Homomorphism space/Linear subspaces/Fact/Proof

(1). It is clear that we have a linear subspace. In order to prove the statement about the dimension, let ${\displaystyle {}U'}$ be an direct complement of ${\displaystyle {}U}$ in ${\displaystyle {}V}$, so that

${\displaystyle {}V=U\oplus U'\,.}$

Let ${\displaystyle {}u_{1},\ldots ,u_{r}}$ be a basis of ${\displaystyle {}U'}$. Every linear mapping from ${\displaystyle {}S}$ maps ${\displaystyle {}U}$ to ${\displaystyle {}0}$, and on ${\displaystyle {}U'}$ (or on a basis thereof) we have free choice. Therefore

${\displaystyle {}S\cong \operatorname {Hom} _{K}{\left(U',W\right)}\,}$

and the statement follows from fact.

(2). It is clear that we have a linear subspace.
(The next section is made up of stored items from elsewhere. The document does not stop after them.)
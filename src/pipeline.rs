//! Train/test run: load both raw tables, preprocess, persist.

use std::fs;
use std::path::PathBuf;

use serde::Serialize;
use tracing::Level;

use crate::config::{LabelScope, PipelineConfig};
use crate::constants::pipeline::COMPONENT;
use crate::diagnostics::SharedDiagnostics;
use crate::errors::PreprocessError;
use crate::preprocess::{PreprocessSummary, Preprocessor};
use crate::transport::{load_table, save_table};

/// Dataset role within a run.
#[derive(Clone, Copy, Debug, PartialEq, Eq, Serialize)]
pub enum DatasetSplit {
    /// Training dataset.
    Train,
    /// Held-out dataset.
    Test,
}

impl DatasetSplit {
    /// Lowercase name used in logs.
    pub fn as_str(self) -> &'static str {
        match self {
            DatasetSplit::Train => "train",
            DatasetSplit::Test => "test",
        }
    }
}

/// Outcome for one dataset of a run.
#[derive(Clone, Debug, Serialize)]
pub struct DatasetReport {
    /// Which dataset this is.
    pub split: DatasetSplit,
    /// CSV the table was loaded from.
    pub input_path: PathBuf,
    /// CSV the processed table was written to.
    pub output_path: PathBuf,
    /// Preprocessing counters.
    pub summary: PreprocessSummary,
}

/// Outcome of a full run.
#[derive(Clone, Debug, Serialize)]
pub struct PipelineReport {
    /// Encoder scope used for the run.
    pub label_scope: LabelScope,
    /// Directory both tables were written to.
    pub output_dir: PathBuf,
    /// Train dataset outcome.
    pub train: DatasetReport,
    /// Test dataset outcome.
    pub test: DatasetReport,
}

/// Load train and test, preprocess both, and write the processed tables.
///
/// Any failure aborts the run: it is logged at error level and returned.
pub fn run_pipeline(
    config: &PipelineConfig,
    diagnostics: SharedDiagnostics,
) -> Result<PipelineReport, PreprocessError> {
    run_stages(config, &diagnostics).map_err(|err| {
        let message = match &err {
            PreprocessError::InputNotFound { .. } => format!("file not found: {err}"),
            PreprocessError::EmptyInput { .. } => format!("empty CSV file: {err}"),
            _ => format!("processing failed: {err}"),
        };
        diagnostics.record(Level::ERROR, COMPONENT, &message);
        err
    })
}

fn run_stages(
    config: &PipelineConfig,
    diagnostics: &SharedDiagnostics,
) -> Result<PipelineReport, PreprocessError> {
    diagnostics.record(Level::INFO, COMPONENT, "loading raw data...");
    let train_input = config.train_input_path();
    let test_input = config.test_input_path();
    let train = load_table(&train_input)?;
    let test = load_table(&test_input)?;
    diagnostics.record(
        Level::INFO,
        COMPONENT,
        &format!("loaded {} train rows and {} test rows", train.len(), test.len()),
    );

    let preprocessor = Preprocessor::new(config.preprocess.clone(), diagnostics.clone())?;
    let ((train_out, train_summary), (test_out, test_summary)) = match config.label_scope {
        LabelScope::PerDataset => (
            preprocessor.preprocess_with_summary(&train)?,
            preprocessor.preprocess_with_summary(&test)?,
        ),
        LabelScope::Shared => {
            let encoder = preprocessor.fit_shared_encoder(&[&train, &test])?;
            (
                preprocessor.preprocess_with_encoder(&train, &encoder)?,
                preprocessor.preprocess_with_encoder(&test, &encoder)?,
            )
        }
    };

    fs::create_dir_all(&config.output_dir)?;
    let train_output = config.train_output_path();
    let test_output = config.test_output_path();
    save_table(&train_out, &train_output)?;
    save_table(&test_out, &test_output)?;
    diagnostics.record(
        Level::INFO,
        COMPONENT,
        &format!("processed data saved to {}", config.output_dir.display()),
    );

    let report = PipelineReport {
        label_scope: config.label_scope,
        output_dir: config.output_dir.clone(),
        train: DatasetReport {
            split: DatasetSplit::Train,
            input_path: train_input,
            output_path: train_output,
            summary: train_summary,
        },
        test: DatasetReport {
            split: DatasetSplit::Test,
            input_path: test_input,
            output_path: test_output,
            summary: test_summary,
        },
    };
    for dataset in [&report.train, &report.test] {
        diagnostics.record(
            Level::DEBUG,
            COMPONENT,
            &format!(
                "{} summary: {}",
                dataset.split.as_str(),
                serde_json::to_string(&dataset.summary)?
            ),
        );
    }
    Ok(report)
}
The natural mapping

${\displaystyle \operatorname {Hom} _{K}{\left(V,U\right)}\longrightarrow \operatorname {Hom} _{K}{\left(V,W\right)}}$

of fact  (2) is injective in this case. Therefore,

${\displaystyle {}T\cong \operatorname {Hom} _{K}{\left(V,U\right)}\,.}$

(3). It is clear that we have a linear subspace. In the finite-dimensional case, let

${\displaystyle {}V=V_{1}\oplus V_{2}\,}$

be a direct sum decomposition. Due to fact, we have

${\displaystyle {}\operatorname {Hom} _{K}{\left(V,W\right)}=\operatorname {Hom} _{K}{\left(V_{1},W\right)}\oplus \operatorname {Hom} _{K}{\left(V_{2},W\right)}\,}$

and

${\displaystyle {}H=\operatorname {Hom} _{K}{\left(V_{1},W_{1}\right)}\oplus \operatorname {Hom} _{K}{\left(V_{2},W\right)}\,.}$

Therefore, the dimension equals

${\displaystyle \dim _{K}{\left(V_{1}\right)}\cdot \dim _{K}{\left(W_{1}\right)}+\dim _{K}{\left(V_{2}\right)}\cdot \dim _{K}{\left(W\right)}=\dim _{K}{\left(V_{1}\right)}\dim _{K}{\left(W_{1}\right)}+{\left(\dim _{K}{\left(V\right)}-\dim _{K}{\left(V_{1}\right)}\right)}\dim _{K}{\left(W\right)}\,.}$

(4). Setting

${\displaystyle {}L_{i}={\left\{\varphi \in \operatorname {Hom} _{K}{\left(V,W\right)}\mid \varphi (V_{i})\subseteq W_{i}\right\}}\,,}$

we have ${\displaystyle {}L=\bigcap _{i=1}^{k}L_{i}}$. Hence, (4) follows from (3).